== Exercise ==
Where does the word "nodes" appear in the data? Copy every line that holds it.

== Saved data entries ==

* * * * * * *

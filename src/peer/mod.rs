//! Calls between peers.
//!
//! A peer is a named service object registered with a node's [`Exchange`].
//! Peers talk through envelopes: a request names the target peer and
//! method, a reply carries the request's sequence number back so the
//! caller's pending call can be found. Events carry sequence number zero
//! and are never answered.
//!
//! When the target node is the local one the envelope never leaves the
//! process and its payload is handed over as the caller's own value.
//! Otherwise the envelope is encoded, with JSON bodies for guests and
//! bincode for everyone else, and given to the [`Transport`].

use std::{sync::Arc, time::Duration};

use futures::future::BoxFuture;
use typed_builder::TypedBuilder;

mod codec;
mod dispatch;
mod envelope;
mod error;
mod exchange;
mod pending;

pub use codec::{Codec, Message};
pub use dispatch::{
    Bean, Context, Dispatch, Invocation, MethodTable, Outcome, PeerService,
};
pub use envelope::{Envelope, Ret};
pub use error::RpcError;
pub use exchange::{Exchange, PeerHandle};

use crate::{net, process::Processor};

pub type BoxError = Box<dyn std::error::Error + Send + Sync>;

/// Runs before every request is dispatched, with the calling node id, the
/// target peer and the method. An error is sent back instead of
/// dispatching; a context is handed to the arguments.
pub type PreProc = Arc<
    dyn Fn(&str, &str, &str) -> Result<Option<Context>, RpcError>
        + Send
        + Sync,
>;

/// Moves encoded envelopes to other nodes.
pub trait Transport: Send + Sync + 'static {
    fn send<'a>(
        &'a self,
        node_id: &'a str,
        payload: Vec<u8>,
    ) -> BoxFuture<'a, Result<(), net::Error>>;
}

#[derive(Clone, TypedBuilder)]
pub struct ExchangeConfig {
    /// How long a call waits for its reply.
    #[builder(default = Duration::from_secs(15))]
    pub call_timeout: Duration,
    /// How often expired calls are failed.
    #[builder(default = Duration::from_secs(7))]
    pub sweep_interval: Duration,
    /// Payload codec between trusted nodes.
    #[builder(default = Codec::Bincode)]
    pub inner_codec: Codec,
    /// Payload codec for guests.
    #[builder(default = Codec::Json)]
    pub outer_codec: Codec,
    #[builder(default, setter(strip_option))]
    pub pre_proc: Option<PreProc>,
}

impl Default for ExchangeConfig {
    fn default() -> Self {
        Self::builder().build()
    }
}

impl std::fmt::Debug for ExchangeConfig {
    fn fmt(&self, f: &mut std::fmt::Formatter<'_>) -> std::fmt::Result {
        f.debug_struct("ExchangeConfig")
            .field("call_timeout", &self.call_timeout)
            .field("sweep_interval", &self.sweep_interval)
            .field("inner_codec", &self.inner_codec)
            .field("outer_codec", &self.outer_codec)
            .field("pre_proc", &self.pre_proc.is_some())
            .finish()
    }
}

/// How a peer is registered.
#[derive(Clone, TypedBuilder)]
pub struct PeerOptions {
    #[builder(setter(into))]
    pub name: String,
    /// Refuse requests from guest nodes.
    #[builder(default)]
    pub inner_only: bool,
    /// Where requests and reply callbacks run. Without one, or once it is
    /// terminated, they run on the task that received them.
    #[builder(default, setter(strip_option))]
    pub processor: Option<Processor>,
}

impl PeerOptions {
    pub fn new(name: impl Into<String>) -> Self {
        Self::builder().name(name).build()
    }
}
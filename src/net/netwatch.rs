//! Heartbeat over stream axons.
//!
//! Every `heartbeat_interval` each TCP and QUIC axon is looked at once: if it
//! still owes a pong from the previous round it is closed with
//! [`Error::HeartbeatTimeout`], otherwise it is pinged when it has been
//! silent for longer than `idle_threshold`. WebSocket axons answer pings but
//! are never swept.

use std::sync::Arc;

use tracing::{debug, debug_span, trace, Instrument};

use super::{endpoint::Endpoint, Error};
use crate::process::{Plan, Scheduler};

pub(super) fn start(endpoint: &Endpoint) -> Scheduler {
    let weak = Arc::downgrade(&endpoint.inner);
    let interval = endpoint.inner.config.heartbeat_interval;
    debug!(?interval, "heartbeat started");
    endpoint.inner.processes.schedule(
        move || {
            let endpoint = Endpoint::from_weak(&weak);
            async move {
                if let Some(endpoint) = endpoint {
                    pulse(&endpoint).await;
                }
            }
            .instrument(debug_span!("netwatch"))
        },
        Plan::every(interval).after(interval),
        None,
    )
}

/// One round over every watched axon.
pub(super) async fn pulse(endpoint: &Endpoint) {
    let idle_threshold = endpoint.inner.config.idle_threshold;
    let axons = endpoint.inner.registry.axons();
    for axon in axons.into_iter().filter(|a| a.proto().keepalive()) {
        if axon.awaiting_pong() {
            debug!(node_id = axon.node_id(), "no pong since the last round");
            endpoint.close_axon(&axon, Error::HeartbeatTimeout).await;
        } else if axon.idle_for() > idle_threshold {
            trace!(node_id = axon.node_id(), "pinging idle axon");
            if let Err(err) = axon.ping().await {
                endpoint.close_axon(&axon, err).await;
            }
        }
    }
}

* * * * * * *

== Solution for this task ==
/// Moves encoded envelopes to other nodes.
    /// Payload codec between trusted nodes.
    /// Refuse requests from guest nodes.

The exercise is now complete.